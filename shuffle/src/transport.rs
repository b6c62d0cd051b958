//! Interfaces of the collaborators the push client drives.
//!
//! The client owns no sockets. Connections are created and pooled by a
//! [`TransportClientFactory`], requests are shipped by a [`TransportClient`], and replacement
//! locations are obtained from the lifecycle manager through a [`LifecycleManagerClient`].

use std::future::Future;
use std::sync::Arc;
use std::time::Duration;

use bytes::Bytes;
use tokio::sync::oneshot;

use crate::error::ShuffleResult;
use crate::protocol::{PushData, StatusCode};
use crate::types::{PartitionLocation, ShuffleId};

/// Completion signal of a one-way push.
///
/// Resolves with the worker response, or with the transport failure. A sender dropped without
/// sending means the connection went away before the worker answered.
pub type PushCompletion = oneshot::Receiver<ShuffleResult<Bytes>>;

/// A connection to a shuffle worker.
///
/// Connections are reference counted handles owned by the factory; the client compares them by
/// identity to detect endpoint switches and never closes them itself.
pub trait TransportClient: Send + Sync + 'static {
    /// Hands a framed batch to the transport without waiting for the worker.
    ///
    /// Returns an error when the request could not be sent at all. Otherwise the returned
    /// [`PushCompletion`] resolves once the worker answers or the request fails.
    fn push_data(&self, request: PushData, timeout: Duration) -> ShuffleResult<PushCompletion>;

    /// Sends an encoded request and waits for the worker response.
    fn send_rpc_sync(
        &self,
        request: Bytes,
        timeout: Duration,
    ) -> impl Future<Output = ShuffleResult<Bytes>> + Send;
}

/// Creates and pools worker connections.
pub trait TransportClientFactory: Send + Sync + 'static {
    /// Connection type produced by this factory.
    type Client: TransportClient;

    /// Returns a connection to `host:port`, reusing a pooled one when possible.
    fn create_client(
        &self,
        host: &str,
        port: u16,
        partition_id: i32,
    ) -> impl Future<Output = ShuffleResult<Arc<Self::Client>>> + Send;

    /// Closes every pooled connection.
    fn close(&self);
}

/// Request for a replacement of a location that can no longer accept data.
#[derive(Debug, Clone, PartialEq, Eq)]
pub struct ReviveRequest {
    pub application_id: String,
    pub shuffle_id: ShuffleId,
    pub map_id: i32,
    pub attempt_id: i32,
    pub partition_id: i32,
    pub epoch: i32,
    pub old_location: PartitionLocation,
    pub cause: StatusCode,
}

/// Answer of the lifecycle manager to a [`ReviveRequest`].
#[derive(Debug, Clone, PartialEq, Eq)]
pub struct ReviveResponse {
    pub status: StatusCode,
    pub location: Option<PartitionLocation>,
}

/// Control-plane client used to revive split locations.
pub trait LifecycleManagerClient: Send + Sync + 'static {
    /// Asks for a replacement location and waits for the answer.
    fn revive(
        &self,
        request: ReviveRequest,
        timeout: Duration,
    ) -> impl Future<Output = ShuffleResult<ReviveResponse>> + Send;
}
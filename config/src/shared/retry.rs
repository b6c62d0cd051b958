use std::time::Duration;

use serde::{Deserialize, Serialize};

/// Retry policy for synchronous push-protocol RPCs (handshake, region start, region finish).
///
/// Backoff between attempts is fixed, not exponential.
#[derive(Clone, Debug, Serialize, Deserialize, PartialEq, Eq)]
pub struct RetryConfig {
    /// Maximum number of retries after the first attempt of a single RPC.
    ///
    /// Zero disables retrying. Default: 3
    #[serde(default = "default_max_retries")]
    pub max_retries: u32,

    /// Delay between two attempts, in milliseconds.
    ///
    /// Default: 5000ms
    #[serde(default = "default_retry_backoff_ms")]
    pub retry_backoff_ms: u64,
}

impl RetryConfig {
    /// Default number of retries.
    pub const DEFAULT_MAX_RETRIES: u32 = 3;

    /// Default backoff between attempts in milliseconds.
    pub const DEFAULT_RETRY_BACKOFF_MS: u64 = 5000;

    /// Returns the backoff between attempts as a [`Duration`].
    pub fn retry_backoff(&self) -> Duration {
        Duration::from_millis(self.retry_backoff_ms)
    }
}

impl Default for RetryConfig {
    fn default() -> Self {
        Self {
            max_retries: default_max_retries(),
            retry_backoff_ms: default_retry_backoff_ms(),
        }
    }
}

fn default_max_retries() -> u32 {
    RetryConfig::DEFAULT_MAX_RETRIES
}

fn default_retry_backoff_ms() -> u64 {
    RetryConfig::DEFAULT_RETRY_BACKOFF_MS
}
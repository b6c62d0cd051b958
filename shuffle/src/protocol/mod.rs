//! Wire-level pieces of the push protocol owned by the client.
//!
//! The transport layer frames and ships opaque bytes; this module defines what goes inside them:
//! the fixed batch header prepended to every pushed buffer, the synchronous request messages and
//! the single-byte status codes returned by workers and the lifecycle manager.

pub mod message;
pub mod status;

pub use message::{
    BATCH_HEADER_SIZE, BatchHeader, PushData, PushDataHandshake, RegionFinish, RegionStart,
    RpcRequest,
};
pub use status::StatusCode;
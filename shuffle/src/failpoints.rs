use fail::fail_point;

use crate::bail;
use crate::error::{ErrorKind, ShuffleResult};

pub const PUSH_DATA_BEFORE_SEND: &str = "push_data.before_send";
pub const SEND_RPC_SYNC_BEFORE_SEND: &str = "send_rpc_sync.before_send";

/// Evaluates a fail point, turning an activated one into an error of the requested kind.
///
/// The parameter selects the kind: `timeout`, `io`, `connect` or `protocol`.
pub fn shuffle_fail_point(name: &str) -> ShuffleResult<()> {
    fail_point!(name, |parameter| {
        let error_kind = match parameter.as_deref() {
            Some("timeout") => ErrorKind::RpcTimeout,
            Some("io") => ErrorKind::IoError,
            Some("connect") => ErrorKind::ConnectionFailed,
            _ => ErrorKind::ProtocolError,
        };

        bail!(
            error_kind,
            "An error occurred in a fail point",
            format!("The failpoint '{name}' returned an error")
        );
    });

    Ok(())
}
use std::sync::Arc;
use std::time::Duration;

use config::shared::{PushConfig, RetryConfig, ShuffleClientConfig};
use tokio::time::{sleep, timeout};

use crate::push::ShuffleClient;
use crate::test_utils::notify::DEFAULT_NOTIFY_TIMEOUT;
use crate::test_utils::transport::{MockLifecycleManager, MockTransportFactory};

pub const TEST_APPLICATION_ID: &str = "app-test";

pub type TestShuffleClient = ShuffleClient<MockTransportFactory, MockLifecycleManager>;

/// A client wired to mock collaborators, with handles to inspect them.
pub struct TestClient {
    pub client: Arc<TestShuffleClient>,
    pub transport: MockTransportFactory,
    pub lifecycle_manager: MockLifecycleManager,
}

/// Returns a configuration with short timeouts and backoff suited to tests.
pub fn test_config() -> ShuffleClientConfig {
    ShuffleClientConfig {
        application_id: TEST_APPLICATION_ID.to_string(),
        push: PushConfig {
            max_in_flight_batches_per_endpoint: 16,
            push_rpc_timeout_ms: 5_000,
            revive_rpc_timeout_ms: 5_000,
            limit_in_flight_timeout_ms: 10_000,
            io_threads: 2,
            retry: RetryConfig {
                max_retries: 3,
                retry_backoff_ms: 10,
            },
        },
    }
}

pub fn create_test_client(config: ShuffleClientConfig) -> TestClient {
    let transport = MockTransportFactory::new();
    let lifecycle_manager = MockLifecycleManager::new();
    let client = ShuffleClient::new(config, transport.clone(), lifecycle_manager.clone())
        .expect("test configuration is valid");

    TestClient {
        client: Arc::new(client),
        transport,
        lifecycle_manager,
    }
}

/// Polls `condition` until it holds.
///
/// # Panics
///
/// Panics if the condition does not hold within [`DEFAULT_NOTIFY_TIMEOUT`].
pub async fn wait_until<F>(condition: F)
where
    F: Fn() -> bool,
{
    let polling = async {
        while !condition() {
            sleep(Duration::from_millis(5)).await;
        }
    };

    if timeout(DEFAULT_NOTIFY_TIMEOUT, polling).await.is_err() {
        panic!("condition not reached within {DEFAULT_NOTIFY_TIMEOUT:?}");
    }
}

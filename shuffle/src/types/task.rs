use std::fmt;

use crate::types::ShuffleId;

/// Identifier of one framed batch within a task's push stream.
pub type BatchId = i32;

/// Identifies one attempt of one map task within a shuffle.
///
/// All per-task push state is scoped by this key. Its string form `"{shuffle}-{map}-{attempt}"`
/// is stable and used in logs and error details.
#[derive(Debug, Clone, Copy, PartialEq, Eq, Hash, PartialOrd, Ord)]
pub struct TaskKey {
    pub shuffle_id: ShuffleId,
    pub map_id: i32,
    pub attempt_id: i32,
}

impl TaskKey {
    /// Creates a new [`TaskKey`].
    pub fn new(shuffle_id: ShuffleId, map_id: i32, attempt_id: i32) -> Self {
        Self {
            shuffle_id,
            map_id,
            attempt_id,
        }
    }
}

impl fmt::Display for TaskKey {
    fn fmt(&self, f: &mut fmt::Formatter<'_>) -> fmt::Result {
        write!(f, "{}-{}-{}", self.shuffle_id, self.map_id, self.attempt_id)
    }
}
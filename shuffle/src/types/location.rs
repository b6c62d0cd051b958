use std::fmt;

/// Role of a partition location in a replicated pair.
#[derive(Debug, Clone, Copy, PartialEq, Eq, Hash)]
pub enum PartitionMode {
    Primary,
    Replica,
}

impl PartitionMode {
    /// Returns the mode byte used on the wire.
    pub fn as_u8(self) -> u8 {
        match self {
            PartitionMode::Primary => 0,
            PartitionMode::Replica => 1,
        }
    }
}

/// A remote storage endpoint serving one logical partition.
///
/// Locations are assigned by the lifecycle manager. Each split replaces a location with a
/// successor carrying the same id and a higher epoch, so `(id, epoch)` tells a stale location
/// apart from its replacement.
#[derive(Debug, Clone, PartialEq, Eq, Hash)]
pub struct PartitionLocation {
    pub id: i32,
    pub epoch: i32,
    pub host: String,
    pub push_port: u16,
    pub mode: PartitionMode,
}

impl PartitionLocation {
    /// Creates a primary location.
    pub fn new(id: i32, epoch: i32, host: impl Into<String>, push_port: u16) -> Self {
        Self {
            id,
            epoch,
            host: host.into(),
            push_port,
            mode: PartitionMode::Primary,
        }
    }

    /// Returns the identifier of this location on the wire, `"{id}-{epoch}"`.
    pub fn unique_id(&self) -> String {
        format!("{}-{}", self.id, self.epoch)
    }

    /// Returns the push endpoint, `"{host}:{push_port}"`.
    ///
    /// In-flight batches are accounted per endpoint, so every location served by the same
    /// worker shares one in-flight cap.
    pub fn host_and_push_port(&self) -> String {
        format!("{}:{}", self.host, self.push_port)
    }
}

impl fmt::Display for PartitionLocation {
    fn fmt(&self, f: &mut fmt::Formatter<'_>) -> fmt::Result {
        write!(
            f,
            "{}:{} (location {}, epoch {}, {:?})",
            self.host, self.push_port, self.id, self.epoch, self.mode
        )
    }
}
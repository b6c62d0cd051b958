//! The push protocol engine.
//!
//! [`ShuffleClient`] drives the four push messages of a map task against a partition location:
//! the handshake opening the stream, region start and finish around each region, and the
//! one-way pushes carrying framed batches in between. Pushes are bounded per endpoint, ordered
//! per task and drained before the task switches to a different connection. The synchronous
//! messages are retried on transient failures, and a region start answered with a hard split
//! revives the location through the lifecycle manager.

use std::collections::HashMap;
use std::future::Future;
use std::sync::{Arc, Mutex, MutexGuard, PoisonError};

use bytes::{Bytes, BytesMut};
use config::shared::{PushConfig, ShuffleClientConfig};
use metrics::counter;
use tracing::{debug, error, info, warn};

use crate::concurrency::shutdown::{ShutdownRx, ShutdownTx, create_shutdown_channel};
use crate::error::{ErrorKind, ShuffleError, ShuffleResult};
use crate::failpoints::{PUSH_DATA_BEFORE_SEND, SEND_RPC_SYNC_BEFORE_SEND, shuffle_fail_point};
use crate::metrics::{
    ENDPOINT_LABEL, SHUFFLE_ID_LABEL, SHUFFLE_PUSH_BYTES_TOTAL, SHUFFLE_PUSH_FAILURES_TOTAL,
    SHUFFLE_PUSH_SKIPPED_TOTAL, SHUFFLE_REVIVES_TOTAL, STATUS_LABEL,
};
use crate::protocol::{
    BatchHeader, PushData, PushDataHandshake, RegionFinish, RegionStart, RpcRequest, StatusCode,
};
use crate::push::binding::EndpointBinding;
use crate::push::lifecycle::MapperEndTracker;
use crate::push::retry::RetryExecutor;
use crate::push::state::PushState;
use crate::transport::{
    LifecycleManagerClient, PushCompletion, ReviveRequest, TransportClient,
    TransportClientFactory,
};
use crate::types::{BatchId, PartitionLocation, PartitionMode, ShuffleId, TaskKey};
use crate::{bail, shuffle_error};

/// Push state and connection binding of one task.
#[derive(Debug)]
struct TaskPushContext<C> {
    push_state: Arc<PushState>,
    binding: EndpointBinding<C>,
    /// Serializes batch id allocation, admission, binding and sending of the task's pushes.
    admission: tokio::sync::Mutex<()>,
}
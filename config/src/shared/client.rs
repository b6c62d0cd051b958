use serde::{Deserialize, Serialize};

use crate::load::Config;
use crate::shared::{PushConfig, ValidationError};

/// Top-level configuration of a shuffle client instance.
///
/// One client serves one application; every request it sends is scoped by the shuffle key
/// derived from [`ShuffleClientConfig::application_id`].
#[derive(Clone, Debug, Serialize, Deserialize, PartialEq, Eq)]
pub struct ShuffleClientConfig {
    /// Identifier of the application whose map output is pushed.
    pub application_id: String,
    /// Push flow control and retry settings.
    #[serde(default)]
    pub push: PushConfig,
}

impl ShuffleClientConfig {
    /// Creates a configuration with default push settings.
    pub fn new(application_id: impl Into<String>) -> Self {
        Self {
            application_id: application_id.into(),
            push: PushConfig::default(),
        }
    }

    /// Validates the whole configuration.
    pub fn validate(&self) -> Result<(), ValidationError> {
        if self.application_id.trim().is_empty() {
            return Err(ValidationError::EmptyApplicationId);
        }

        self.push.validate()
    }
}

impl Config for ShuffleClientConfig {
    const LIST_PARSE_KEYS: &'static [&'static str] = &[];
}
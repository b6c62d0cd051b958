//! Client side of a push-based shuffle service.
//!
//! Map tasks stream their output to shuffle workers through a [`push::ShuffleClient`]. The
//! client frames every buffer as a numbered batch, bounds the number of unacknowledged batches
//! per worker, keeps a task's batches ordered across connection switches, retries transient
//! failures of the synchronous messages and migrates to a new location when a worker reports
//! that a location is full. Connections and the control plane are provided by the caller
//! through the traits in [`transport`].

pub mod concurrency;
pub mod error;
pub mod failpoints;
mod macros;
pub mod metrics;
pub mod protocol;
pub mod push;
pub mod runtime;
#[cfg(any(test, feature = "test-utils"))]
pub mod test_utils;
pub mod transport;
pub mod types;
//! Shared configuration types for the shuffle push client.

mod client;
mod push;
mod retry;

pub use client::ShuffleClientConfig;
pub use push::PushConfig;
pub use retry::RetryConfig;

use thiserror::Error;

/// Configuration validation errors.
#[derive(Debug, Error, PartialEq, Eq)]
pub enum ValidationError {
    /// The application id is empty.
    #[error("`application_id` cannot be empty")]
    EmptyApplicationId,
    /// A field has a value outside its allowed range.
    #[error("Invalid value for `{field}`: {constraint}")]
    InvalidFieldValue { field: String, constraint: String },
}
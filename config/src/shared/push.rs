use std::time::Duration;

use serde::{Deserialize, Serialize};

use crate::shared::{RetryConfig, ValidationError};

/// Flow control, timeout and retry settings for pushing map output to shuffle workers.
#[derive(Clone, Debug, Serialize, Deserialize, PartialEq, Eq)]
#[serde(rename_all = "snake_case")]
pub struct PushConfig {
    /// Maximum number of unacknowledged batches per worker endpoint.
    #[serde(default = "default_max_in_flight_batches_per_endpoint")]
    pub max_in_flight_batches_per_endpoint: usize,
    /// Timeout for push-data and the synchronous push RPCs, in milliseconds.
    #[serde(default = "default_push_rpc_timeout_ms")]
    pub push_rpc_timeout_ms: u64,
    /// Timeout for revive requests sent to the lifecycle manager, in milliseconds.
    #[serde(default = "default_revive_rpc_timeout_ms")]
    pub revive_rpc_timeout_ms: u64,
    /// How long a push may wait for in-flight batches to drain before failing, in milliseconds.
    #[serde(default = "default_limit_in_flight_timeout_ms")]
    pub limit_in_flight_timeout_ms: u64,
    /// Number of threads driving network I/O and push completions.
    #[serde(default = "default_io_threads")]
    pub io_threads: usize,
    /// Retry policy for synchronous RPCs.
    #[serde(default)]
    pub retry: RetryConfig,
}

impl PushConfig {
    /// Default in-flight cap per endpoint.
    pub const DEFAULT_MAX_IN_FLIGHT_BATCHES_PER_ENDPOINT: usize = 16;

    /// Default push RPC timeout in milliseconds.
    pub const DEFAULT_PUSH_RPC_TIMEOUT_MS: u64 = 120_000;

    /// Default revive RPC timeout in milliseconds.
    pub const DEFAULT_REVIVE_RPC_TIMEOUT_MS: u64 = 60_000;

    /// Default in-flight wait timeout in milliseconds.
    pub const DEFAULT_LIMIT_IN_FLIGHT_TIMEOUT_MS: u64 = 240_000;

    /// Default number of I/O threads.
    pub const DEFAULT_IO_THREADS: usize = 8;

    pub fn push_rpc_timeout(&self) -> Duration {
        Duration::from_millis(self.push_rpc_timeout_ms)
    }

    pub fn revive_rpc_timeout(&self) -> Duration {
        Duration::from_millis(self.revive_rpc_timeout_ms)
    }

    pub fn limit_in_flight_timeout(&self) -> Duration {
        Duration::from_millis(self.limit_in_flight_timeout_ms)
    }

    /// Validates push settings.
    ///
    /// The in-flight cap and the I/O thread count must be non-zero, otherwise no push could
    /// ever be admitted or completed.
    pub fn validate(&self) -> Result<(), ValidationError> {
        if self.max_in_flight_batches_per_endpoint == 0 {
            return Err(ValidationError::InvalidFieldValue {
                field: "push.max_in_flight_batches_per_endpoint".to_string(),
                constraint: "must be greater than 0".to_string(),
            });
        }

        if self.io_threads == 0 {
            return Err(ValidationError::InvalidFieldValue {
                field: "push.io_threads".to_string(),
                constraint: "must be greater than 0".to_string(),
            });
        }

        Ok(())
    }
}

impl Default for PushConfig {
    fn default() -> Self {
        Self {
            max_in_flight_batches_per_endpoint: default_max_in_flight_batches_per_endpoint(),
            push_rpc_timeout_ms: default_push_rpc_timeout_ms(),
            revive_rpc_timeout_ms: default_revive_rpc_timeout_ms(),
            limit_in_flight_timeout_ms: default_limit_in_flight_timeout_ms(),
            io_threads: default_io_threads(),
            retry: RetryConfig::default(),
        }
    }
}

fn default_max_in_flight_batches_per_endpoint() -> usize {
    PushConfig::DEFAULT_MAX_IN_FLIGHT_BATCHES_PER_ENDPOINT
}

fn default_push_rpc_timeout_ms() -> u64 {
    PushConfig::DEFAULT_PUSH_RPC_TIMEOUT_MS
}

fn default_revive_rpc_timeout_ms() -> u64 {
    PushConfig::DEFAULT_REVIVE_RPC_TIMEOUT_MS
}

fn default_limit_in_flight_timeout_ms() -> u64 {
    PushConfig::DEFAULT_LIMIT_IN_FLIGHT_TIMEOUT_MS
}

fn default_io_threads() -> usize {
    PushConfig::DEFAULT_IO_THREADS
}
---
Show each line of the material where the word "TestShuffleClient" occurs.

*RESPONSE BELOW*:
pub type TestShuffleClient = ShuffleClient<MockTransportFactory, MockLifecycleManager>;
    pub client: Arc<TestShuffleClient>,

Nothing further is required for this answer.